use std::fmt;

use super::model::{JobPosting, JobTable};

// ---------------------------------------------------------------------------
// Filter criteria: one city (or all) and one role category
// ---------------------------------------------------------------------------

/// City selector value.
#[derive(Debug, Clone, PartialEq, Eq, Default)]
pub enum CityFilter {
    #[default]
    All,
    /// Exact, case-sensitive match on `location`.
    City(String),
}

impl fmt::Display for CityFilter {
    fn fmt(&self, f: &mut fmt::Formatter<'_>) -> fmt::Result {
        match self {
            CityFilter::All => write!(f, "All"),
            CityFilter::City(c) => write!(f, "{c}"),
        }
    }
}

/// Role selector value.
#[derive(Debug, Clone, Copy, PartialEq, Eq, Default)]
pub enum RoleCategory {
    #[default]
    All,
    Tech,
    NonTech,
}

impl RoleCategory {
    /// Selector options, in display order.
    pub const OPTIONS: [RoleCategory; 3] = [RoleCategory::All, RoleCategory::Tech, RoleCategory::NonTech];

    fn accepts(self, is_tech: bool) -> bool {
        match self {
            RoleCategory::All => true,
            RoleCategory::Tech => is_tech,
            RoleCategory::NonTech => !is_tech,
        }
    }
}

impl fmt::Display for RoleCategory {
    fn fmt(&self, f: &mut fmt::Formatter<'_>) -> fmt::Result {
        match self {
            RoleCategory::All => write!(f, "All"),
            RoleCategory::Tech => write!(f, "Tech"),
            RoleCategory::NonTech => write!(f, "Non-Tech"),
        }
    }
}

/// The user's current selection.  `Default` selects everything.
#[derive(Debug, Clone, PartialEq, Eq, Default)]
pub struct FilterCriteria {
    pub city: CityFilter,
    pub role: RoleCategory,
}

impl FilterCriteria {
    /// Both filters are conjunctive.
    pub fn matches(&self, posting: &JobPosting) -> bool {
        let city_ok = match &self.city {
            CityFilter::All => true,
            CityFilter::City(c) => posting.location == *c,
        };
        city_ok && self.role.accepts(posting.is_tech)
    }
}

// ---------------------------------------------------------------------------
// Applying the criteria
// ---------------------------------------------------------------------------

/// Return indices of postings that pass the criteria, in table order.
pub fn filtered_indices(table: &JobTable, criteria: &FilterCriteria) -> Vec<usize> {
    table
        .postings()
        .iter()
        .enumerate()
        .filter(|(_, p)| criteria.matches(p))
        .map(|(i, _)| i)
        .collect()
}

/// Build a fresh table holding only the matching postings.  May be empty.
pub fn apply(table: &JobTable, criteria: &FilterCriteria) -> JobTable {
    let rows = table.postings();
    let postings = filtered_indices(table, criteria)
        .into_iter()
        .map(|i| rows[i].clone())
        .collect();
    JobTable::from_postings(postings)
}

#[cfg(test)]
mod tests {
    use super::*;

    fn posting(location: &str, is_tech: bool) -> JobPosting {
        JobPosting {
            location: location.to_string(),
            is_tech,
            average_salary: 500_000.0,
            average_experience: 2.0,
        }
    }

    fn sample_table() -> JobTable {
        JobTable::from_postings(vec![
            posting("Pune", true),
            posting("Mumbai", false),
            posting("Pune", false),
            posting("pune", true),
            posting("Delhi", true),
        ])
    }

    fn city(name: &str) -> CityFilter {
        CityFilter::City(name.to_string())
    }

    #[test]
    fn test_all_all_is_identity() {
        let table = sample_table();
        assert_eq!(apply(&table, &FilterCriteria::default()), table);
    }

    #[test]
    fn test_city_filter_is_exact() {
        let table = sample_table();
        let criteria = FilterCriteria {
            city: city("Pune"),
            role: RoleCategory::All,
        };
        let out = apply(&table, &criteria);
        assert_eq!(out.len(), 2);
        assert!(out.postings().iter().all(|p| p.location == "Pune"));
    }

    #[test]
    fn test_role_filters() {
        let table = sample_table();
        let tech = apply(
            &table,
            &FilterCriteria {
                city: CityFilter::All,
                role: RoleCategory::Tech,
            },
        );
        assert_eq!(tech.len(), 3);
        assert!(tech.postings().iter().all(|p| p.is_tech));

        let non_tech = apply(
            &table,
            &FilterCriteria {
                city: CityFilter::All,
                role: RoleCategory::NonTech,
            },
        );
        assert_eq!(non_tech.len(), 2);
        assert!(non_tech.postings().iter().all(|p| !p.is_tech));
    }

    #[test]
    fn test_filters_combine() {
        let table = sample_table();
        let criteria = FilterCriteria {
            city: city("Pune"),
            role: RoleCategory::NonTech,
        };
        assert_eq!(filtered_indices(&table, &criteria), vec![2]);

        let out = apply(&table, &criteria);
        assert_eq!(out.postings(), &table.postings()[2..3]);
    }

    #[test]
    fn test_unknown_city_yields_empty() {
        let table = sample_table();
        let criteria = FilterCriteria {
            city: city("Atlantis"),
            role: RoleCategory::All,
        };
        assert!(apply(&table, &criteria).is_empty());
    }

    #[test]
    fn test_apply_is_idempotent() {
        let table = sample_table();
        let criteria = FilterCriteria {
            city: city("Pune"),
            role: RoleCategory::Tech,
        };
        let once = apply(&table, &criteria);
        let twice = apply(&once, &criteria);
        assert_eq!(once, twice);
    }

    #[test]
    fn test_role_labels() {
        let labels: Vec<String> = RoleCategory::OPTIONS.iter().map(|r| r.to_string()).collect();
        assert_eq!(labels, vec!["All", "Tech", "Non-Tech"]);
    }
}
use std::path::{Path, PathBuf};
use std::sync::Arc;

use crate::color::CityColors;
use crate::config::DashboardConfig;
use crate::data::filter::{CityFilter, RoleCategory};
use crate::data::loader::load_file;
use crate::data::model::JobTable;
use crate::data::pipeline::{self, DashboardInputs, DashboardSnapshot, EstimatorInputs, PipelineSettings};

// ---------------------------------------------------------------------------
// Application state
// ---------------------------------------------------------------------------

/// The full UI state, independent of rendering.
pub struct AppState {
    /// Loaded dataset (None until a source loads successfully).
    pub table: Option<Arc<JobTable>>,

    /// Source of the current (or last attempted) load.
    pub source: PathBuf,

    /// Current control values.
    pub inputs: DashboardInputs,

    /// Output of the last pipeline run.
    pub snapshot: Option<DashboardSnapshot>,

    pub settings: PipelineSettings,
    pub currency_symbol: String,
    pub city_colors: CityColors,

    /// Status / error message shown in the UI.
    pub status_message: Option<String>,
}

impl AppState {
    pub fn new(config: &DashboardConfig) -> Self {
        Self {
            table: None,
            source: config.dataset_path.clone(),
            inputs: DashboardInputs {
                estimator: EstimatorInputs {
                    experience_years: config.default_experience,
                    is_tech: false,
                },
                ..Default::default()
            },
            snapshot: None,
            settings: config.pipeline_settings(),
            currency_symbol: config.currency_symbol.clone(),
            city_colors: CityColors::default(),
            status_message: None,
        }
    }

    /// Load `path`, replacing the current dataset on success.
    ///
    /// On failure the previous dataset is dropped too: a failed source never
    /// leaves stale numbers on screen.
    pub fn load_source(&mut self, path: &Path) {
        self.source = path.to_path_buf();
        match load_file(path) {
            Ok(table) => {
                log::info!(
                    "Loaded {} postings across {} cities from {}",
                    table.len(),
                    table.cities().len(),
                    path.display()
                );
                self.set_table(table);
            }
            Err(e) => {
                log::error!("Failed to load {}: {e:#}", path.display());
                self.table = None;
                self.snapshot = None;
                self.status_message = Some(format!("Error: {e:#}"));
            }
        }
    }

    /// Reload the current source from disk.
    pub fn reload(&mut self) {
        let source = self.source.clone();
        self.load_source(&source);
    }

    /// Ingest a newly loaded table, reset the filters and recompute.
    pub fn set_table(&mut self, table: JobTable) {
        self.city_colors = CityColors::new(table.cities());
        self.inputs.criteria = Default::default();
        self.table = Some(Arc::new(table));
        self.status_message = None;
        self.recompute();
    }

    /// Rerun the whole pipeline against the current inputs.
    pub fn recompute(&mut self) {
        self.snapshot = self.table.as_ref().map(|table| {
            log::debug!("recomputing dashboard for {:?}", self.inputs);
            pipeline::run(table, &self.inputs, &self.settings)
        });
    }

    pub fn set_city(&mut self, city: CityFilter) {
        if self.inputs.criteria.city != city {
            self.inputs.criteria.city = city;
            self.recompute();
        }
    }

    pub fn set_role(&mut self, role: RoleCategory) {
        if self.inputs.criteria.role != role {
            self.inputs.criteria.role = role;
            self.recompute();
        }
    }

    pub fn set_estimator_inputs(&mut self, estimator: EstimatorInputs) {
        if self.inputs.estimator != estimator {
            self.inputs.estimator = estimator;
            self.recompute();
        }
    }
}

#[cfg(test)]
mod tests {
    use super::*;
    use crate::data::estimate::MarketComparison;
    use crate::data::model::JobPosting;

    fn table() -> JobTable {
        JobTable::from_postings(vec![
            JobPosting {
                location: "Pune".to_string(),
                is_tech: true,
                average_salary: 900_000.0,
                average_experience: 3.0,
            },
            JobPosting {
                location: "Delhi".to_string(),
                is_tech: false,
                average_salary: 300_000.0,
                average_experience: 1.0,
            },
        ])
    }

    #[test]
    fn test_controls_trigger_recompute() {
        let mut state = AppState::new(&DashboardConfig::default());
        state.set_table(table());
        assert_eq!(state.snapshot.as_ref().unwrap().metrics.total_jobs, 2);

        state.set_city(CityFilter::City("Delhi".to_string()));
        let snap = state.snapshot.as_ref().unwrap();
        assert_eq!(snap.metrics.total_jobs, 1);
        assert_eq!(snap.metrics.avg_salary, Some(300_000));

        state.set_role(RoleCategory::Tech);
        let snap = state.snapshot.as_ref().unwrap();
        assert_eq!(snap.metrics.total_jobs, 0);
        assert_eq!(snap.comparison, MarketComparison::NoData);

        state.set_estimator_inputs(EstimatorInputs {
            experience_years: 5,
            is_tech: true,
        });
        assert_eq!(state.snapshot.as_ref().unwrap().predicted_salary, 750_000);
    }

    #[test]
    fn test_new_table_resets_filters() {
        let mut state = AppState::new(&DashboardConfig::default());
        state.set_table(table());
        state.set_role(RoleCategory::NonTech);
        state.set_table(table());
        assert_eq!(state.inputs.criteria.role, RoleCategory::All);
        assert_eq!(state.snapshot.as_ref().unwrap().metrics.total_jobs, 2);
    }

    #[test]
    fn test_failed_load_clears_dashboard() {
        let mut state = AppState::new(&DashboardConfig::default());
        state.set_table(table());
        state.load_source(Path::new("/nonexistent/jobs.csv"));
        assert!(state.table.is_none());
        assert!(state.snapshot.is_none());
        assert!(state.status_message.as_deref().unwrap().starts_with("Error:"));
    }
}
* * *
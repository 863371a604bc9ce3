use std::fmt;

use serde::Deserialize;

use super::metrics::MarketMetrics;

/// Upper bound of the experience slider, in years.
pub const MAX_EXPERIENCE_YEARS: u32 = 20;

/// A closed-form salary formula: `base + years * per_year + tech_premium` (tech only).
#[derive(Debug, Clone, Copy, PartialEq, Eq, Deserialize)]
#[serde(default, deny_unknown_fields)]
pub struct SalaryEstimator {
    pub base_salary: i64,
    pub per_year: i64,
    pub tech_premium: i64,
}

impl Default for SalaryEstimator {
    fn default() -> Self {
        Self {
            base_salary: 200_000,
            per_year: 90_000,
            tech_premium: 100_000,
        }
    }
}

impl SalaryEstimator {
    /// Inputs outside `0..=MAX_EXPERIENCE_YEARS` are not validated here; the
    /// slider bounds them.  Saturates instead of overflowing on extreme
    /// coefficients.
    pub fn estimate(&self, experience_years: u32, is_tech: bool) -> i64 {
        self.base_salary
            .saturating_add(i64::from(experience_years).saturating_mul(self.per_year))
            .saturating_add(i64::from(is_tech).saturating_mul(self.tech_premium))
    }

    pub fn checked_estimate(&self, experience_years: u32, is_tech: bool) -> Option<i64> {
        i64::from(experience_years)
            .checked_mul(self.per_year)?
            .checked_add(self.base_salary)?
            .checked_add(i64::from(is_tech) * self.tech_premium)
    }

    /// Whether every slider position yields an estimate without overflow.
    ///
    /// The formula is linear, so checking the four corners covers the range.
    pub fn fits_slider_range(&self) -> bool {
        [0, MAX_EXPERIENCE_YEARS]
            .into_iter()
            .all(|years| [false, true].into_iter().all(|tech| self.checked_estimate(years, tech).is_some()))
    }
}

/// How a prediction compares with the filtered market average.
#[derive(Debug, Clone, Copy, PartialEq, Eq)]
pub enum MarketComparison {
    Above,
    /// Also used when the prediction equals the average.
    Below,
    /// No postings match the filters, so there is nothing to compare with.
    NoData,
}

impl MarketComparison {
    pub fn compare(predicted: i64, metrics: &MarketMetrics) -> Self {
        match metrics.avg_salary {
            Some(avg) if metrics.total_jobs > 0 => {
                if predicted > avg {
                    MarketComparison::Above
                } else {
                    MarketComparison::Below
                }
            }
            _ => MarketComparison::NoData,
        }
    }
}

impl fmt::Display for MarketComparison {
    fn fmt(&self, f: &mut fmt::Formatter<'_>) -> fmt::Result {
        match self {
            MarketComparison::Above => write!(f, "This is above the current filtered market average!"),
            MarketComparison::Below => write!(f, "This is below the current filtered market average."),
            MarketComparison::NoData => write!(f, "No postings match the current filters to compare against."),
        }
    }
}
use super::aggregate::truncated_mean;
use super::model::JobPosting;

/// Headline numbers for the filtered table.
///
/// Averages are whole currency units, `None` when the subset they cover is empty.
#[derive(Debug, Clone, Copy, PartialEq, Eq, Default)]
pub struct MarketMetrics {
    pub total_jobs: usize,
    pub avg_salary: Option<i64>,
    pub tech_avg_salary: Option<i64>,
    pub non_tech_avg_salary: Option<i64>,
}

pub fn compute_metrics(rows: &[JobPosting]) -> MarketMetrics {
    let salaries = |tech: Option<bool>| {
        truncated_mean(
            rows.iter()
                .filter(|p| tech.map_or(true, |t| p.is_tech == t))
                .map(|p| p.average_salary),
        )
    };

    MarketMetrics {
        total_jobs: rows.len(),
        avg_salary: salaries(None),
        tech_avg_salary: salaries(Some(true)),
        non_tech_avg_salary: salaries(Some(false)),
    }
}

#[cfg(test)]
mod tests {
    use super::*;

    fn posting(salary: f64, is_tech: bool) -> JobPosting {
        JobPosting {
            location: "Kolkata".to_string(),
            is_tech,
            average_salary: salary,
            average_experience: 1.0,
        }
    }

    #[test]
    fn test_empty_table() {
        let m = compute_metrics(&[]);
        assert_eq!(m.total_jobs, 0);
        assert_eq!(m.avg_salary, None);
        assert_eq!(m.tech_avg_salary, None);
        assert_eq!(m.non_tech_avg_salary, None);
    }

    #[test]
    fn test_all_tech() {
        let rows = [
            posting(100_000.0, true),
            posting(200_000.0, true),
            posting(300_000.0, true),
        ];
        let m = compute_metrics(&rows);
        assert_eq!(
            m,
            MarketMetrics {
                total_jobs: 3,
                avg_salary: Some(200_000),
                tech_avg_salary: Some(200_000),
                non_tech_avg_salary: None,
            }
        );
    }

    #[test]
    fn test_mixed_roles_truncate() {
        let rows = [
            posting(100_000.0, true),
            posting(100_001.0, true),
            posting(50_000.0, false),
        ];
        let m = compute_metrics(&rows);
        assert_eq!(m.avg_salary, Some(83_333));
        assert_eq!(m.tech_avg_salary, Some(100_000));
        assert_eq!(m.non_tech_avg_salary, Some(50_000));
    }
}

* **INSTRUCTIONS FOR THE TASK**
Give only the number of lines in the data that include the string "write".

* **RESPONSE BELOW**
8